— Exercise details —
Nothing but the records beneath, reproduced exactly, should appear in the answer.

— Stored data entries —
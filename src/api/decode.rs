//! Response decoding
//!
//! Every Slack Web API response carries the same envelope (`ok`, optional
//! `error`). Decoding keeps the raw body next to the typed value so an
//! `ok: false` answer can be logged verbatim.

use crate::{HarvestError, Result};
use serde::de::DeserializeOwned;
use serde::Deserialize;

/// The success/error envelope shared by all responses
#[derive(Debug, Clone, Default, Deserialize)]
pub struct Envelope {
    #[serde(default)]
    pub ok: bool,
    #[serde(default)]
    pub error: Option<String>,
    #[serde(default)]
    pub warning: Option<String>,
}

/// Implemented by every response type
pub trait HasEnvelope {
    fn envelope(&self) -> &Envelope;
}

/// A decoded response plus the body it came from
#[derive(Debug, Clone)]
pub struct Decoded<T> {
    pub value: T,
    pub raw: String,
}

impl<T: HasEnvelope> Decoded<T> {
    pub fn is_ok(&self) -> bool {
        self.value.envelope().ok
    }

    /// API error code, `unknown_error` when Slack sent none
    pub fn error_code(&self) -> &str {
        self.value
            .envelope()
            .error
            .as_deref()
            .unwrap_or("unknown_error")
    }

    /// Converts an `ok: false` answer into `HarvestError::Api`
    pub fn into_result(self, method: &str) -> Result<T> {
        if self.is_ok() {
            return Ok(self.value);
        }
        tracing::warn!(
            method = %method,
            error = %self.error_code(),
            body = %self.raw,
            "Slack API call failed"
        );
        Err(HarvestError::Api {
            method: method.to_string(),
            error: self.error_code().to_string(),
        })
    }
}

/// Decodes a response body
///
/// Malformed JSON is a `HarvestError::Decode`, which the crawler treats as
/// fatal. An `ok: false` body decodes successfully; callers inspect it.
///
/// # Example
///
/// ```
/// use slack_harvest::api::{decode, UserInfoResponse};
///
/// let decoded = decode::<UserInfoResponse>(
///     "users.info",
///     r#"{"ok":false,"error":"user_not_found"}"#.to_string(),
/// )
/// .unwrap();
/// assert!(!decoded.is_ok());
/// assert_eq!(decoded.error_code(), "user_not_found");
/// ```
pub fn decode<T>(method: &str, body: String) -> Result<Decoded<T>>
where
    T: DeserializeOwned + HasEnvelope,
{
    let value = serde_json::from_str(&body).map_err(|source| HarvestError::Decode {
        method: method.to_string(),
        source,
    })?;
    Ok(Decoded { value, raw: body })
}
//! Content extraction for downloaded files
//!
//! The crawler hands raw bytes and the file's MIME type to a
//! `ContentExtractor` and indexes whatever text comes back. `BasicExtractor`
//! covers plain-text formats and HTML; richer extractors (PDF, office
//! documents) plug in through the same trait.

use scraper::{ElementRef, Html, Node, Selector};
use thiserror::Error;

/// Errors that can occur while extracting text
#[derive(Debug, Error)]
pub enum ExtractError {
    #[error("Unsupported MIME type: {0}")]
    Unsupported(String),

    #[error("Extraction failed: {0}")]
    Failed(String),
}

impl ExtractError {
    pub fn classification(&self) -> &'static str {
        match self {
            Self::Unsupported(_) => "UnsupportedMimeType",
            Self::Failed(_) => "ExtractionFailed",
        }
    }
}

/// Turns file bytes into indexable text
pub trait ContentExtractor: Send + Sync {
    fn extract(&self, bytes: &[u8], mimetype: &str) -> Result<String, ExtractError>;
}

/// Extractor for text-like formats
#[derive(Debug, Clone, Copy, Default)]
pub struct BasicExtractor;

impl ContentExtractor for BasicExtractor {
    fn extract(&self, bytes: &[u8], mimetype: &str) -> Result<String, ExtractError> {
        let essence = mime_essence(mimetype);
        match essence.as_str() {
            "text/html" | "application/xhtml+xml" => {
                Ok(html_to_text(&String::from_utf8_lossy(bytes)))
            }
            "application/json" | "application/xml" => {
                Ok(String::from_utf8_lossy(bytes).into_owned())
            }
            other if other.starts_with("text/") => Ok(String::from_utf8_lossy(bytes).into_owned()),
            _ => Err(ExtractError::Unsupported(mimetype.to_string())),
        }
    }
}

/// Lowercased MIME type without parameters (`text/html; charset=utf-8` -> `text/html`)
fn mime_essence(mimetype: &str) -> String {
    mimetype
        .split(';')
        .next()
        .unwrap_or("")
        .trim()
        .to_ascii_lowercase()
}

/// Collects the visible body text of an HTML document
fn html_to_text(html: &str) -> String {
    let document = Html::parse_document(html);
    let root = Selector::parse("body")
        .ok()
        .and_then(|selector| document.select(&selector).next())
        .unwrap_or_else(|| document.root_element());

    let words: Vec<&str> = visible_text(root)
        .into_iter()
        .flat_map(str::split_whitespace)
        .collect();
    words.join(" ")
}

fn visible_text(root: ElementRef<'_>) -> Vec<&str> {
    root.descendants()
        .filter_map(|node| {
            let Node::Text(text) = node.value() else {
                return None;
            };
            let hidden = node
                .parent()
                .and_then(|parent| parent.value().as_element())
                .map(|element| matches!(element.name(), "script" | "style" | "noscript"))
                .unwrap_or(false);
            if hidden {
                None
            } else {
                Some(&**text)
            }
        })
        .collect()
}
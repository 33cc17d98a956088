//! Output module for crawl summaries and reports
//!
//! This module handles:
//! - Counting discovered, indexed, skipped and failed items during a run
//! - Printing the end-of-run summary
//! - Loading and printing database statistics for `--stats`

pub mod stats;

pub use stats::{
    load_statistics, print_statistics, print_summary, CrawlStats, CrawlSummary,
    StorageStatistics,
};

— Response area —
filename src/api/decode.rs
//! Response decoding
//!
//! Every Slack Web API response carries the same envelope (`ok`, optional
//! `error`). Decoding keeps the raw body next to the typed value so an
//! `ok: false` answer can be logged verbatim.

use crate::{HarvestError, Result};
use serde::de::DeserializeOwned;
use serde::Deserialize;

/// The success/error envelope shared by all responses
#[derive(Debug, Clone, Default, Deserialize)]
pub struct Envelope {
    #[serde(default)]
    pub ok: bool,
    #[serde(default)]
    pub error: Option<String>,
    #[serde(default)]
    pub warning: Option<String>,
}

/// Implemented by every response type
pub trait HasEnvelope {
    fn envelope(&self) -> &Envelope;
}

/// A decoded response plus the body it came from
#[derive(Debug, Clone)]
pub struct Decoded<T> {
    pub value: T,
    pub raw: String,
}

impl<T: HasEnvelope> Decoded<T> {
    pub fn is_ok(&self) -> bool {
        self.value.envelope().ok
    }

    /// API error code, `unknown_error` when Slack sent none
    pub fn error_code(&self) -> &str {
        self.value
            .envelope()
            .error
            .as_deref()
            .unwrap_or("unknown_error")
    }

    /// Converts an `ok: false` answer into `HarvestError::Api`
    pub fn into_result(self, method: &str) -> Result<T> {
        if self.is_ok() {
            return Ok(self.value);
        }
        tracing::warn!(
            method = %method,
            error = %self.error_code(),
            body = %self.raw,
            "Slack API call failed"
        );
        Err(HarvestError::Api {
            method: method.to_string(),
            error: self.error_code().to_string(),
        })
    }
}

/// Decodes a response body
///
/// Malformed JSON is a `HarvestError::Decode`, which the crawler treats as
/// fatal. An `ok: false` body decodes successfully; callers inspect it.
///
/// # Example
///
/// ```
/// use slack_harvest::api::{decode, UserInfoResponse};
///
/// let decoded = decode::<UserInfoResponse>(
///     "users.info",
///     r#"{"ok":false,"error":"user_not_found"}"#.to_string(),
/// )
/// .unwrap();
/// assert!(!decoded.is_ok());
/// assert_eq!(decoded.error_code(), "user_not_found");
/// ```
pub fn decode<T>(method: &str, body: String) -> Result<Decoded<T>>
where
    T: DeserializeOwned + HasEnvelope,
{
    let value = serde_json::from_str(&body).map_err(|source| HarvestError::Decode {
        method: method.to_string(),
        source,
    })?;
    Ok(Decoded { value, raw: body })
}
//! Content extraction for downloaded files
//!
//! The crawler hands raw bytes and the file's MIME type to a
//! `ContentExtractor` and indexes whatever text comes back. `BasicExtractor`
//! covers plain-text formats and HTML; richer extractors (PDF, office
//! documents) plug in through the same trait.

use scraper::{ElementRef, Html, Node, Selector};
use thiserror::Error;

/// Errors that can occur while extracting text
#[derive(Debug, Error)]
pub enum ExtractError {
    #[error("Unsupported MIME type: {0}")]
    Unsupported(String),

    #[error("Extraction failed: {0}")]
    Failed(String),
}

impl ExtractError {
    pub fn classification(&self) -> &'static str {
        match self {
            Self::Unsupported(_) => "UnsupportedMimeType",
            Self::Failed(_) => "ExtractionFailed",
        }
    }
}

/// Turns file bytes into indexable text
pub trait ContentExtractor: Send + Sync {
    fn extract(&self, bytes: &[u8], mimetype: &str) -> Result<String, ExtractError>;
}

/// Extractor for text-like formats
#[derive(Debug, Clone, Copy, Default)]
pub struct BasicExtractor;

impl ContentExtractor for BasicExtractor {
    fn extract(&self, bytes: &[u8], mimetype: &str) -> Result<String, ExtractError> {
        let essence = mime_essence(mimetype);
        match essence.as_str() {
            "text/html" | "application/xhtml+xml" => {
                Ok(html_to_text(&String::from_utf8_lossy(bytes)))
            }
            "application/json" | "application/xml" => {
                Ok(String::from_utf8_lossy(bytes).into_owned())
            }
            other if other.starts_with("text/") => Ok(String::from_utf8_lossy(bytes).into_owned()),
            _ => Err(ExtractError::Unsupported(mimetype.to_string())),
        }
    }
}

/// Lowercased MIME type without parameters (`text/html; charset=utf-8` -> `text/html`)
fn mime_essence(mimetype: &str) -> String {
    mimetype
        .split(';')
        .next()
        .unwrap_or("")
        .trim()
        .to_ascii_lowercase()
}

/// Collects the visible body text of an HTML document
fn html_to_text(html: &str) -> String {
    let document = Html::parse_document(html);
    let root = Selector::parse("body")
        .ok()
        .and_then(|selector| document.select(&selector).next())
        .unwrap_or_else(|| document.root_element());

    let words: Vec<&str> = visible_text(root)
        .into_iter()
        .flat_map(str::split_whitespace)
        .collect();
    words.join(" ")
}

fn visible_text(root: ElementRef<'_>) -> Vec<&str> {
    root.descendants()
        .filter_map(|node| {
            let Node::Text(text) = node.value() else {
                return None;
            };
            let hidden = node
                .parent()
                .and_then(|parent| parent.value().as_element())
                .map(|element| matches!(element.name(), "script" | "style" | "noscript"))
                .unwrap_or(false);
            if hidden {
                None
            } else {
                Some(&**text)
            }
        })
        .collect()
}
repository 33cc17d98a956088
//! Output module for crawl summaries and reports
//!
//! This module handles:
//! - Counting discovered, indexed, skipped and failed items during a run
//! - Printing the end-of-run summary
//! - Loading and printing database statistics for `--stats`

pub mod stats;

pub use stats::{
    load_statistics, print_statistics, print_summary, CrawlStats, CrawlSummary,
    StorageStatistics,
};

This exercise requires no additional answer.